I told him I wanted to put in an order for pickup but I was talking to muzak because he had put me on hold without even telling me.  After a very brief five minute wait, a female picked up the phone and began a series of questions, each of which made me ask her to slow down and repeat what she said (what make and model and color of car are you driving, what is your phone number, what is your name) to the point where I had to ask her to let me talk to someone else because I could not understand one word she was saying.  And this is nothing to do with ethnicity or accent or poor diction or anything other than that adolescent habit of combining insanely rushed speech cadence with UPTALK at the end of a sentence and the vocal sizzle that drags out the end of a wordddddddddd.  Another young lady got on the phone and took the order with alacrity.  We left the shopping district to pick up dinner.

 I get behind a car down by the police station,  a car festooned with bumper stickers like buttons on a TGIF server.  The buttons have the following theme:  protect my "traditional" marriage by not letting people of the same gender have a marriage, I love America and all it stands for (and I will be the one to decide what it stands for) and don't listen to the liberal media.  The guy is in such a hurry to get to his destination and be a good American that he runs a light that turned red as  he reached it.  I thought he would have been happy to sit and bathe in that red glow, but no.

We got to Carrabba's and of course the order was screwed up.
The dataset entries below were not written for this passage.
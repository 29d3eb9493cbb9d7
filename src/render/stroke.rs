use kurbo::Shape;

use crate::foundation::core::{BezPath, PixelRect, Point, Rect, Rgba8};
use crate::foundation::error::{ColorbookError, ColorbookResult};
use crate::render::composite::{destination_out_in_place, over_in_place};
use crate::surface::buffer::Surface;
use crate::view::mapper::BackingTransform;

/// Flattening tolerance for stroke outlines, in logical units.
const PATH_TOLERANCE: f64 = 0.05;

/// How a stroke combines with existing paint.
#[derive(
    Clone, Copy, Debug, Default, PartialEq, Eq, Hash, serde::Serialize, serde::Deserialize,
)]
#[serde(rename_all = "snake_case")]
pub enum StrokeMode {
    /// Source-over with the stroke color.
    #[default]
    Paint,
    /// Destination-out: removes paint under the stroke, leaving transparency.
    Erase,
}

/// One brush segment in logical space.
#[derive(Clone, Copy, Debug, PartialEq)]
pub struct StrokeSegment {
    /// Start point (logical units).
    pub from: Point,
    /// End point (logical units).
    pub to: Point,
    /// Brush diameter (logical units).
    pub width: f64,
    /// Stroke color; ignored when erasing.
    pub color: Rgba8,
    /// Paint or erase.
    pub mode: StrokeMode,
}

impl StrokeSegment {
    /// A painting segment.
    pub fn paint(from: Point, to: Point, width: f64, color: Rgba8) -> Self {
        Self {
            from,
            to,
            width,
            color,
            mode: StrokeMode::Paint,
        }
    }

    /// An erasing segment.
    pub fn erase(from: Point, to: Point, width: f64) -> Self {
        Self {
            from,
            to,
            width,
            color: Rgba8::opaque(0, 0, 0),
            mode: StrokeMode::Erase,
        }
    }

    /// Round-capped outline of the segment in logical space, or `None` for a zero-width brush.
    pub fn outline(&self) -> Option<BezPath> {
        if !self.width.is_finite() || self.width <= 0.0 {
            return None;
        }
        if (self.to - self.from).hypot() <= f64::EPSILON {
            return Some(kurbo::Circle::new(self.from, self.width / 2.0).to_path(PATH_TOLERANCE));
        }
        let style = kurbo::Stroke::new(self.width)
            .with_caps(kurbo::Cap::Round)
            .with_join(kurbo::Join::Round);
        Some(kurbo::stroke(
            kurbo::Line::new(self.from, self.to).path_elements(PATH_TOLERANCE),
            &style,
            &kurbo::StrokeOpts::default(),
            PATH_TOLERANCE,
        ))
    }
}

/// Rasterizes stroke segments onto a paint surface.
///
/// Each segment is rendered by `vello_cpu` into a scratch pixmap the size of the segment's
/// bounding box, then composited into the surface. The render context is reused across calls.
#[derive(Default)]
pub struct StrokeRenderer {
    ctx: Option<vello_cpu::RenderContext>,
}

impl std::fmt::Debug for StrokeRenderer {
    fn fmt(&self, f: &mut std::fmt::Formatter<'_>) -> std::fmt::Result {
        f.debug_struct("StrokeRenderer")
            .field("has_ctx", &self.ctx.is_some())
            .finish()
    }
}

impl StrokeRenderer {
    /// Renderer with no cached context.
    pub fn new() -> Self {
        Self::default()
    }

    /// Draw one segment. Returns the touched pixel rectangle, or `None` if nothing was drawn.
    pub fn draw_segment(
        &mut self,
        surface: &mut Surface,
        transform: &BackingTransform,
        segment: &StrokeSegment,
    ) -> ColorbookResult<Option<PixelRect>> {
        if surface.width() != transform.width() || surface.height() != transform.height() {
            return Err(ColorbookError::validation(
                "stroke target does not match the backing transform",
            ));
        }
        let Some(shape) = segment.outline() else {
            return Ok(None);
        };
        let device = transform.affine() * shape;
        let Some(rect) = clip_bounds(device.bounding_box(), surface.width(), surface.height())
        else {
            return Ok(None);
        };

        let w: u16 = rect
            .width
            .try_into()
            .map_err(|_| ColorbookError::validation("stroke bounds width exceeds u16"))?;
        let h: u16 = rect
            .height
            .try_into()
            .map_err(|_| ColorbookError::validation("stroke bounds height exceeds u16"))?;

        let paint = match segment.mode {
            StrokeMode::Paint => segment.color,
            StrokeMode::Erase => Rgba8::opaque(0, 0, 0),
        };
        let cpu_path = bezpath_to_cpu(&device);
        let mut scratch = vello_cpu::Pixmap::new(w, h);
        self.with_ctx_mut(w, h, |ctx| {
            ctx.set_transform(vello_cpu::kurbo::Affine::translate((
                -f64::from(rect.x),
                -f64::from(rect.y),
            )));
            ctx.set_paint(vello_cpu::peniko::Color::from_rgba8(
                paint.r, paint.g, paint.b, paint.a,
            ));
            ctx.fill_path(&cpu_path);
            ctx.flush();
            ctx.render_to_pixmap(&mut scratch);
        });

        composite_region(surface, rect, scratch.data_as_u8_slice(), segment.mode)?;
        Ok(Some(rect))
    }

    fn with_ctx_mut(&mut self, width: u16, height: u16, f: impl FnOnce(&mut vello_cpu::RenderContext)) {
        let mut ctx = match self.ctx.take() {
            Some(ctx) if ctx.width() == width && ctx.height() == height => ctx,
            _ => vello_cpu::RenderContext::new(width, height),
        };
        ctx.reset();
        f(&mut ctx);
        self.ctx = Some(ctx);
    }
}

fn clip_bounds(bbox: Rect, width: u32, height: u32) -> Option<PixelRect> {
    if !(bbox.x0.is_finite() && bbox.y0.is_finite() && bbox.x1.is_finite() && bbox.y1.is_finite())
    {
        return None;
    }
    let x0 = bbox.x0.floor().max(0.0);
    let y0 = bbox.y0.floor().max(0.0);
    let x1 = bbox.x1.ceil().min(f64::from(width));
    let y1 = bbox.y1.ceil().min(f64::from(height));
    if x1 <= x0 || y1 <= y0 {
        return None;
    }
    Some(PixelRect {
        x: x0 as u32,
        y: y0 as u32,
        width: (x1 - x0) as u32,
        height: (y1 - y0) as u32,
    })
}

fn composite_region(
    surface: &mut Surface,
    rect: PixelRect,
    src: &[u8],
    mode: StrokeMode,
) -> ColorbookResult<()> {
    let row_bytes = (rect.width as usize) * 4;
    let stride = (surface.width() as usize) * 4;
    let dst = surface.data_mut();
    for row in 0..rect.height as usize {
        let s = &src[row * row_bytes..(row + 1) * row_bytes];
        let start = (rect.y as usize + row) * stride + (rect.x as usize) * 4;
        let d = &mut dst[start..start + row_bytes];
        match mode {
            StrokeMode::Paint => over_in_place(d, s, 1.0)?,
            StrokeMode::Erase => destination_out_in_place(d, s)?,
        }
    }
    Ok(())
}

fn bezpath_to_cpu(path: &BezPath) -> vello_cpu::kurbo::BezPath {
    use kurbo::PathEl;

    let mut out = vello_cpu::kurbo::BezPath::new();
    for &el in path.elements() {
        match el {
            PathEl::MoveTo(p) => out.move_to(vello_cpu::kurbo::Point::new(p.x, p.y)),
            PathEl::LineTo(p) => out.line_to(vello_cpu::kurbo::Point::new(p.x, p.y)),
            PathEl::QuadTo(p1, p2) => out.quad_to(
                vello_cpu::kurbo::Point::new(p1.x, p1.y),
                vello_cpu::kurbo::Point::new(p2.x, p2.y),
            ),
            PathEl::CurveTo(p1, p2, p3) => out.curve_to(
                vello_cpu::kurbo::Point::new(p1.x, p1.y),
                vello_cpu::kurbo::Point::new(p2.x, p2.y),
                vello_cpu::kurbo::Point::new(p3.x, p3.y),
            ),
            PathEl::ClosePath => out.close_path(),
        }
    }
    out
}

#[cfg(test)]
#[path = "../../tests/unit/render/stroke.rs"]
mod tests;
The chicken parm is supposed to come with a side of pasta, as chicken parm traditionally does.  The girl who brought the bag out to the car said, when I asked about the noodles, said, "Someone else was asking about that."  She said she would be back with the answer.  Instead, a male came out and said we should have had pasta and he would be right back with it.  Apparently, they had to send someone over to the Buy'N'Save for pasta, because as darkness fell over Baltimore and the rest of our dinner cooled, we waited for a bowl of noodles that took nine minutes to be brought out of the kitchen and into my waiting hands and I realized that some days, it's better just to stay home.